Addio a Ileana Cotrubaș
Scompare a 87 anni il grande soprano rumeno, protagonista delle scene internazionali tra gli anni ’60 e ’80, una carriera che va da Mimì alla Scala fino all'impegno nella formazione delle nuove generazioni
20 agosto 2026 • 2 minuti di lettura
È scomparsa il 20 agosto a Bucarest, all’età di 87 anni, Ileana Cotrubaș, una delle voci di soprano più raffinate e influenti del secondo Novecento. Artista di rara intelligenza musicale e presenza scenica magnetica, Cotrubaș aveva lasciato le scene nel 1990, dedicandosi da allora alla formazione dei giovani cantanti e a un’intensa attività didattica che l’aveva resa un punto di riferimento per nuove generazioni di interpreti. La notizia della morte è stata confermata dall’Opera Nazionale di Bucarest, che la ricorda come «un’artista di una rara nobiltà vocale e scenica», sottolineando l’impronta profonda che il soprano ha lasciato nel repertorio lirico internazionale.

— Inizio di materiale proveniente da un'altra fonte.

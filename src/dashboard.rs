//! Dashboard of aggregate statistics over the `movies` table.
//!
//! The view is computed fresh on every call and never written back. Any
//! failure to open or query the database degrades to an empty placeholder
//! view plus a warning; `imdbp dashboard` on a missing or empty database
//! still exits 0.

use std::path::Path;

use anyhow::Result;
use tracing::{info, warn};

use imdb_pipeline_core::scatter;
use imdb_pipeline_core::view::{self, AggregateView, ScatterPoint};

use crate::config::{Config, DashboardConfig};
use crate::dataset::write_atomic;
use crate::db;
use crate::error::RenderError;
use crate::store::MovieStore;

/// Output format for `imdbp dashboard`.
#[derive(Debug, Clone, Copy, PartialEq, Eq, Default, clap::ValueEnum)]
pub enum Format {
    #[default]
    Text,
    Json,
}

/// Compute the aggregate view from an open store.
pub async fn build_view(
    store: &MovieStore,
    opts: &DashboardConfig,
) -> Result<AggregateView, RenderError> {
    let filter = opts.filter();
    let summary = store.summary(&filter).await?;
    if summary.movie_count == 0 {
        return Ok(AggregateView::empty_filtered(filter));
    }

    let records = store.fetch_matching(&filter).await?;
    let buckets = store.rating_bucket_counts(opts.bucket_width, &filter).await?;
    let top_by_votes = store.top_by_votes(opts.top_n, &filter).await?;

    let scatter = opts.scatter.then(|| {
        records
            .iter()
            .map(|r| ScatterPoint {
                rating: r.rating,
                votes: r.votes,
            })
            .collect()
    });

    Ok(AggregateView {
        summary,
        genre_counts: view::genre_counts(&records),
        rating_histogram: view::histogram_from_counts(&buckets, opts.bucket_width),
        top_by_votes,
        rating_categories: view::tally(
            records.iter().map(|r| r.rating),
            view::RATING_CATEGORIES,
            view::rating_category,
        ),
        duration_categories: view::tally(
            records.iter().map(|r| r.runtime_minutes),
            view::DURATION_CATEGORIES,
            view::duration_category,
        ),
        genre_leaders: view::genre_leaders(&records),
        genre_stats: view::genre_stats(&records),
        duration_extremes: view::duration_extremes(&records, view::DURATION_EXTREMES_N),
        filter,
        scatter,
    })
}

async fn fetch_view(config: &Config) -> Result<AggregateView, RenderError> {
    let pool = db::connect_existing(config)
        .await
        .map_err(|e| RenderError::Connect(format!("{:#}", e)))?;
    let store = MovieStore::new(pool.clone());
    let result = build_view(&store, &config.dashboard).await;
    pool.close().await;
    result
}

/// Compute the view, falling back to the empty placeholder on any error.
pub async fn load_view(config: &Config) -> AggregateView {
    match fetch_view(config).await {
        Ok(view) => {
            if view.is_empty() && view.filter.is_empty() {
                warn!("movies table is empty");
            } else if view.is_empty() {
                warn!("No movies match the dashboard filters ({})", view.filter);
            }
            view
        }
        Err(e) => {
            warn!("Rendering empty dashboard: {}", e);
            AggregateView::empty()
        }
    }
}

/// Run the dashboard command: compute the view and print it or write it to `output`.
pub async fn run_dashboard(config: &Config, format: Format, output: Option<&Path>) -> Result<()> {
    let view = load_view(config).await;

    let rendered = match format {
        Format::Text => render_text(&view, &config.dashboard),
        Format::Json => {
            let mut json = serde_json::to_string_pretty(&view)?;
            json.push('\n');
            json
        }
    };

    match output {
        Some(path) => {
            write_atomic(path, rendered.as_bytes())?;
            info!("Dashboard written to {}", path.display());
        }
        None => print!("{}", rendered),
    }
    Ok(())
}

const BAR_WIDTH: usize = 30;

fn bar(count: u64, max: u64) -> String {
    if max == 0 {
        return String::new();
    }
    let len = ((count as f64 / max as f64) * BAR_WIDTH as f64).round() as usize;
    "#".repeat(len.max(usize::from(count > 0)))
}

fn fmt_avg(v: Option<f64>, decimals: usize) -> String {
    match v {
        Some(v) => format!("{:.*}", decimals, v),
        None => "-".to_string(),
    }
}

fn truncate(s: &str, max: usize) -> String {
    if s.chars().count() <= max {
        s.to_string()
    } else {
        let cut: String = s.chars().take(max.saturating_sub(3)).collect();
        format!("{}...", cut)
    }
}

/// Render the view as plain text.
pub fn render_text(view: &AggregateView, opts: &DashboardConfig) -> String {
    let mut out: Vec<String> = Vec::new();
    out.push("IMDb Dashboard".to_string());
    out.push("==============".to_string());
    out.push(String::new());

    if !view.filter.is_empty() {
        out.push(format!("  Filters:      {}", view.filter));
    }

    if view.is_empty() {
        if view.filter.is_empty() {
            out.push("  No movies loaded. Run `imdbp load <clean.csv>` first.".to_string());
        } else {
            out.push("  No movies match the filters.".to_string());
        }
        out.push(String::new());
        return out.join("\n");
    }

    let s = &view.summary;
    out.push(format!("  Movies:       {}", s.movie_count));
    out.push(format!("  Avg rating:   {}", fmt_avg(s.average_rating, 2)));
    out.push(format!("  Total votes:  {}", s.total_votes));
    out.push(format!(
        "  Avg runtime:  {} min",
        fmt_avg(s.average_runtime_minutes, 0)
    ));

    if !view.genre_counts.is_empty() {
        out.push(String::new());
        out.push("  By genre:".to_string());
        out.push(format!("  {:<20} {:>6}", "GENRE", "MOVIES"));
        out.push(format!("  {}", "-".repeat(27)));
        for g in &view.genre_counts {
            out.push(format!("  {:<20} {:>6}", truncate(&g.genre, 20), g.count));
        }
    }

    out.push(String::new());
    out.push(format!("  Rating distribution (width {}):", opts.bucket_width));
    let max = view.rating_histogram.iter().map(|b| b.count).max().unwrap_or(0);
    for b in &view.rating_histogram {
        out.push(
            format!(
                "  {:>5.2}-{:<5.2} {:>6} {}",
                b.lower,
                b.upper,
                b.count,
                bar(b.count, max)
            )
            .trim_end()
            .to_string(),
        );
    }

    out.push(String::new());
    out.push(format!("  Top {} by votes:", opts.top_n));
    out.push(format!(
        "  {:>3}  {:<36} {:>4} {:>6} {:>10}",
        "#", "TITLE", "YEAR", "RATING", "VOTES"
    ));
    out.push(format!("  {}", "-".repeat(64)));
    for (i, m) in view.top_by_votes.iter().enumerate() {
        out.push(format!(
            "  {:>3}  {:<36} {:>4} {:>6.1} {:>10}",
            i + 1,
            truncate(&m.title, 36),
            m.year,
            m.rating,
            m.votes
        ));
    }

    for (heading, counts) in [
        ("Rating categories:", &view.rating_categories),
        ("Duration categories:", &view.duration_categories),
    ] {
        out.push(String::new());
        out.push(format!("  {}", heading));
        for c in counts {
            out.push(format!("  {:<22} {:>6}", c.label, c.count));
        }
    }

    if !view.genre_leaders.is_empty() {
        out.push(String::new());
        out.push("  Best rated per genre:".to_string());
        for l in &view.genre_leaders {
            out.push(format!(
                "  {:<14} {:>4.1}  {} ({})",
                truncate(&l.genre, 14),
                l.rating,
                l.title,
                l.year
            ));
        }
    }

    if !view.genre_stats.is_empty() {
        out.push(String::new());
        out.push("  Genre averages:".to_string());
        out.push(format!(
            "  {:<14} {:>6} {:>8} {:>12} {:>12}",
            "GENRE", "MOVIES", "RUNTIME", "AVG VOTES", "TOTAL VOTES"
        ));
        out.push(format!("  {}", "-".repeat(56)));
        for g in &view.genre_stats {
            out.push(format!(
                "  {:<14} {:>6} {:>8} {:>12.0} {:>12}",
                truncate(&g.genre, 14),
                g.movie_count,
                fmt_avg(g.average_runtime_minutes, 0),
                g.average_votes,
                g.total_votes
            ));
        }
    }

    for (heading, entries) in [
        ("Shortest movies:", &view.duration_extremes.shortest),
        ("Longest movies:", &view.duration_extremes.longest),
    ] {
        if entries.is_empty() {
            continue;
        }
        out.push(String::new());
        out.push(format!("  {}", heading));
        for e in entries {
            out.push(
                format!(
                    "  {:>4} min  {:<36} {:>4} {:>4.1}  {}",
                    e.runtime_minutes,
                    truncate(&e.title, 36),
                    e.year,
                    e.rating,
                    e.primary_genre.as_deref().unwrap_or("")
                )
                .trim_end()
                .to_string(),
            );
        }
    }

    if let Some(points) = &view.scatter {
        out.push(String::new());
        out.push("  Rating vs votes:".to_string());
        for line in scatter::render(points, scatter::DEFAULT_WIDTH, scatter::DEFAULT_HEIGHT) {
            out.push(format!("  {}", line));
        }
    }

    out.push(String::new());
    out.join("\n")
}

Nata a Galați il 9 giugno 1939, Cotrubaș aveva iniziato giovanissima il proprio percorso musicale nel Coro di Bambini della Radiotelevisione Rumena, distinguendosi presto per la qualità della voce e la naturalezza dell’espressione. Dopo gli studi a Bucarest, debuttò nel 1964 alla Opera della capitale rumena come Yniold nel Pelléas et Mélisande di Debussy. Dopo aver vinto importanti concorsi tra il 1965 e il 1966, approdò alla Wiener Staatsoper, a Berlino, Amburgo, Salisburgo, e nel 1969 debuttò a Glyndebourne. Nel 1971 arrivò al Covent Garden come Tat’jana in Evgenij Onegin, mentre nel 1975 ebbe luogo il celebre episodio che la rese una leggenda: chiamata a sostituire Mirella Freni alla Scala in La bohème, arrivò in teatro quindici minuti prima dell’apertura del sipario e conquistò pubblico e critica con una Mimì indimenticabile. Da allora fu ospite regolare dei maggiori teatri del mondo, tra cui la Metropolitan Opera di New York, dove cantò La bohème in oltre cinquanta repliche. Il suo repertorio includeva ruoli come Violetta, Gilda, Susanna, Zerlina, Sophie, Manon, Louise, e Carmen, oltre a vantare una vasta discografia con partner quali Placido Domingo, Luciano Pavarotti, Sherril Milnes e Alfredo Kraus fra gli altri.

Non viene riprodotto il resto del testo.